"""

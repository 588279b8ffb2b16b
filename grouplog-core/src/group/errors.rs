//! Error types for group state operations

use thiserror::Error;

/// Result type for group operations
pub type GroupResult<T> = Result<T, GroupError>;

/// Errors that abort a `construct` or `modify` call
///
/// A version conflict is not an error; see
/// [`ModifyOutcome::Conflict`](super::server_group::ModifyOutcome::Conflict).
#[derive(Debug, Error)]
pub enum GroupError {
    /// Malformed initial state or action bundle
    #[error("Validation failed: {0}")]
    Validation(String),

    /// An attribute-level access check failed
    #[error("Access denied for {attribute}: {reason}")]
    AccessDenied { attribute: String, reason: String },

    /// A presentation failed verification or verified to the wrong identity
    #[error("Credential verification failed: {0}")]
    CredentialVerification(String),

    /// Canonical encoding of the applied actions failed
    #[error("Serialization error: {0}")]
    Serialization(String),

    /// The signer could not produce a signature
    #[error("Signing failed: {0}")]
    Signing(String),

    /// The owning actor task is gone
    #[error("Group handle closed: {0}")]
    HandleClosed(String),
}

/// Coarse classification used for log fields and metric labels
#[derive(Debug, Clone, Copy, PartialEq, Eq)]
pub enum GroupErrorKind {
    Validation,
    AccessDenied,
    CredentialVerification,
    Serialization,
    Signing,
    HandleClosed,
}

impl GroupErrorKind {
    pub fn as_str(&self) -> &'static str {
        match self {
            GroupErrorKind::Validation => "validation",
            GroupErrorKind::AccessDenied => "access_denied",
            GroupErrorKind::CredentialVerification => "credential_verification",
            GroupErrorKind::Serialization => "serialization",
            GroupErrorKind::Signing => "signing",
            GroupErrorKind::HandleClosed => "handle_closed",
        }
    }
}

impl GroupError {
    /// Shorthand for an access denial on `attribute`
    pub fn access_denied(attribute: impl Into<String>, reason: impl Into<String>) -> Self {
        GroupError::AccessDenied { attribute: attribute.into(), reason: reason.into() }
    }

    pub fn kind(&self) -> GroupErrorKind {
        match self {
            GroupError::Validation(_) => GroupErrorKind::Validation,
            GroupError::AccessDenied { .. } => GroupErrorKind::AccessDenied,
            GroupError::CredentialVerification(_) => GroupErrorKind::CredentialVerification,
            GroupError::Serialization(_) => GroupErrorKind::Serialization,
            GroupError::Signing(_) => GroupErrorKind::Signing,
            GroupError::HandleClosed(_) => GroupErrorKind::HandleClosed,
        }
    }
}

impl From<bincode::Error> for GroupError {
    fn from(e: bincode::Error) -> Self {
        GroupError::Serialization(e.to_string())
    }
}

"""

→ Assignment
Output the whole listing above again, word for word.

→ Solved exercise
repository 588279b8ffb2b16b
filename grouplog-core/src/group/errors.rs
//! Error types for group state operations

use thiserror::Error;

/// Result type for group operations
pub type GroupResult<T> = Result<T, GroupError>;

/// Errors that abort a `construct` or `modify` call
///
/// A version conflict is not an error; see
/// [`ModifyOutcome::Conflict`](super::server_group::ModifyOutcome::Conflict).
#[derive(Debug, Error)]
pub enum GroupError {
    /// Malformed initial state or action bundle
    #[error("Validation failed: {0}")]
    Validation(String),

    /// An attribute-level access check failed
    #[error("Access denied for {attribute}: {reason}")]
    AccessDenied { attribute: String, reason: String },

    /// A presentation failed verification or verified to the wrong identity
    #[error("Credential verification failed: {0}")]
    CredentialVerification(String),

    /// Canonical encoding of the applied actions failed
    #[error("Serialization error: {0}")]
    Serialization(String),

    /// The signer could not produce a signature
    #[error("Signing failed: {0}")]
    Signing(String),

    /// The owning actor task is gone
    #[error("Group handle closed: {0}")]
    HandleClosed(String),
}

/// Coarse classification used for log fields and metric labels
#[derive(Debug, Clone, Copy, PartialEq, Eq)]
pub enum GroupErrorKind {
    Validation,
    AccessDenied,
    CredentialVerification,
    Serialization,
    Signing,
    HandleClosed,
}

impl GroupErrorKind {
    pub fn as_str(&self) -> &'static str {
        match self {
            GroupErrorKind::Validation => "validation",
            GroupErrorKind::AccessDenied => "access_denied",
            GroupErrorKind::CredentialVerification => "credential_verification",
            GroupErrorKind::Serialization => "serialization",
            GroupErrorKind::Signing => "signing",
            GroupErrorKind::HandleClosed => "handle_closed",
        }
    }
}

impl GroupError {
    /// Shorthand for an access denial on `attribute`
    pub fn access_denied(attribute: impl Into<String>, reason: impl Into<String>) -> Self {
        GroupError::AccessDenied { attribute: attribute.into(), reason: reason.into() }
    }

    pub fn kind(&self) -> GroupErrorKind {
        match self {
            GroupError::Validation(_) => GroupErrorKind::Validation,
            GroupError::AccessDenied { .. } => GroupErrorKind::AccessDenied,
            GroupError::CredentialVerification(_) => GroupErrorKind::CredentialVerification,
            GroupError::Serialization(_) => GroupErrorKind::Serialization,
            GroupError::Signing(_) => GroupErrorKind::Signing,
            GroupError::HandleClosed(_) => GroupErrorKind::HandleClosed,
        }
    }
}

impl From<bincode::Error> for GroupError {
    fn from(e: bincode::Error) -> Self {
        GroupError::Serialization(e.to_string())
    }
}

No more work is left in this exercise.